> Problem to work on:
Repeat, exactly as written, the lines of the records below from the first through the line with "cmd.args(args)", but none past it.

> Supplied information:
//! FILENAME: core/engine/src/lib.rs
//! PURPOSE: Main library entry point for the spreadsheet engine.
//! CONTEXT: Re-exports public types and modules for use by other crates.

pub mod cell;
pub mod dependency_graph;
pub mod error;
pub mod evaluator;
pub mod formula;
pub mod position;
pub mod sheet;

// Re-export commonly used types at the crate root
pub use cell::{Cell, CellValue, FormulaError, ESCAPE_SIGN, FORMULA_SIGN};
pub use dependency_graph::DependencyGraph;
pub use error::SpreadsheetError;
pub use evaluator::{EvalResult, Evaluator};
pub use formula::Formula;
pub use position::{Position, Size, MAX_COLS, MAX_ROWS};
pub use sheet::Sheet;
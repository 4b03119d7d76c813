//! Per-message subprocess execution.
//!
//! Each delivery spawns one fresh process from the configured argv. The
//! message body goes in on stdin; stdout and stderr of the child share a
//! single anonymous pipe so the combined output is collected in write order,
//! the way `CombinedOutput`-style helpers behave.

use std::io::Read;
use std::process::Stdio;

use tokio::io::AsyncWriteExt;
use tokio::process::Command;

use crate::error::ConsumerError;

/// Runs `argv` once, feeding `payload` to its stdin, and returns the child's
/// combined stdout/stderr once it has exited successfully.
///
/// Every failure here is fatal to the whole run: a stdin pipe that cannot be
/// acquired or written, a spawn failure, and a non-zero exit all surface as
/// errors rather than per-message recovery.
pub async fn execute(argv: &[String], payload: &[u8]) -> Result<Vec<u8>, ConsumerError> {
    let (program, args) = argv
        .split_first()
        .ok_or_else(|| ConsumerError::from("no command specified"))?;

    // Both child output streams write into the same pipe so interleaving
    // order is preserved.
    let (mut output_reader, output_writer) = std::io::pipe()?;

    let mut cmd = Command::new(program);
    cmd.args(args)
        .stdin(Stdio::piped())
        .stdout(output_writer.try_clone()?)
        .stderr(output_writer);

    let mut child = cmd.spawn()?;
    // The Command still holds the parent's copies of the pipe write end;
    // they must close or the reader never sees EOF.
    drop(cmd);

    let mut stdin = child
        .stdin
        .take()
        .ok_or_else(|| std::io::Error::other("command stdin pipe unavailable"))?;

    // Feed the payload concurrently with the child's execution so a child
    // that produces output while still reading input cannot deadlock us.
    // The handle is joined below: a write failure is observed, not dropped.
    let payload = payload.to_vec();
    let feeder = tokio::spawn(async move {
        stdin.write_all(&payload).await?;
        stdin.shutdown().await
    });

    let collector = tokio::task::spawn_blocking(move || {
        let mut output = Vec::new();
        output_reader.read_to_end(&mut output).map(|_| output)
    });

    let status = child.wait().await?;
    let output = collector.await??;
    feeder.await??;

    if !status.success() {
        return Err(ConsumerError::CommandFailed { status });
    }

    Ok(output)
}

#[cfg(test)]
mod tests {
    use super::*;

    fn argv(parts: &[&str]) -> Vec<String> {
        parts.iter().map(|s| s.to_string()).collect()
    }

    #[tokio::test]
    async fn payload_reaches_stdin_unmodified() {
        let body = b"hello queue \x00\xffbytes";
        let output = execute(&argv(&["cat"]), body).await.unwrap();
        assert_eq!(output, body);
    }

    #[tokio::test]
    async fn empty_payload_is_valid() {
        let output = execute(&argv(&["cat"]), b"").await.unwrap();
        assert!(output.is_empty());
    }

    #[tokio::test]
    async fn stderr_is_captured_with_stdout() {
        let output = execute(
            &argv(&["sh", "-c", "printf out; printf err >&2"]),
            b"",
        )
        .await
        .unwrap();
        assert_eq!(output, b"outerr");
    }

    #[tokio::test]
    async fn nonzero_exit_is_an_error() {
        let err = execute(&argv(&["false"]), b"").await.unwrap_err();
        match err {
            ConsumerError::CommandFailed { status } => assert_eq!(status.code(), Some(1)),
            other => panic!("expected CommandFailed, got {other}"),
        }
    }

    #[tokio::test]
    async fn missing_program_fails_to_spawn() {
        let err = execute(&argv(&["/nonexistent/amqp-consume-test-binary"]), b"")
            .await
            .unwrap_err();
        assert!(matches!(err, ConsumerError::Io(_)));
    }

    #[tokio::test]
    async fn empty_argv_is_rejected() {
        let err = execute(&[], b"ignored").await.unwrap_err();
        assert!(matches!(err, ConsumerError::Config { .. }));
    }

    #[tokio::test]
    async fn sequential_runs_keep_output_order() {
        let mut combined = Vec::new();
        for body in [&b"first\n"[..], b"second\n", b"third\n"] {
            let output = execute(&argv(&["cat"]), body).await.unwrap();
            combined.extend_from_slice(&output);
        }
        assert_eq!(combined, b"first\nsecond\nthird\n");
    }
}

> Answer area:
//! FILENAME: core/engine/src/lib.rs
//! PURPOSE: Main library entry point for the spreadsheet engine.
//! CONTEXT: Re-exports public types and modules for use by other crates.

pub mod cell;
pub mod dependency_graph;
pub mod error;
pub mod evaluator;
pub mod formula;
pub mod position;
pub mod sheet;

// Re-export commonly used types at the crate root
pub use cell::{Cell, CellValue, FormulaError, ESCAPE_SIGN, FORMULA_SIGN};
pub use dependency_graph::DependencyGraph;
pub use error::SpreadsheetError;
pub use evaluator::{EvalResult, Evaluator};
pub use formula::Formula;
pub use position::{Position, Size, MAX_COLS, MAX_ROWS};
pub use sheet::Sheet;
repository 4b03119d7d76c813
//! Per-message subprocess execution.
//!
//! Each delivery spawns one fresh process from the configured argv. The
//! message body goes in on stdin; stdout and stderr of the child share a
//! single anonymous pipe so the combined output is collected in write order,
//! the way `CombinedOutput`-style helpers behave.

use std::io::Read;
use std::process::Stdio;

use tokio::io::AsyncWriteExt;
use tokio::process::Command;

use crate::error::ConsumerError;

/// Runs `argv` once, feeding `payload` to its stdin, and returns the child's
/// combined stdout/stderr once it has exited successfully.
///
/// Every failure here is fatal to the whole run: a stdin pipe that cannot be
/// acquired or written, a spawn failure, and a non-zero exit all surface as
/// errors rather than per-message recovery.
pub async fn execute(argv: &[String], payload: &[u8]) -> Result<Vec<u8>, ConsumerError> {
    let (program, args) = argv
        .split_first()
        .ok_or_else(|| ConsumerError::from("no command specified"))?;

    // Both child output streams write into the same pipe so interleaving
    // order is preserved.
    let (mut output_reader, output_writer) = std::io::pipe()?;

    let mut cmd = Command::new(program);
    cmd.args(args)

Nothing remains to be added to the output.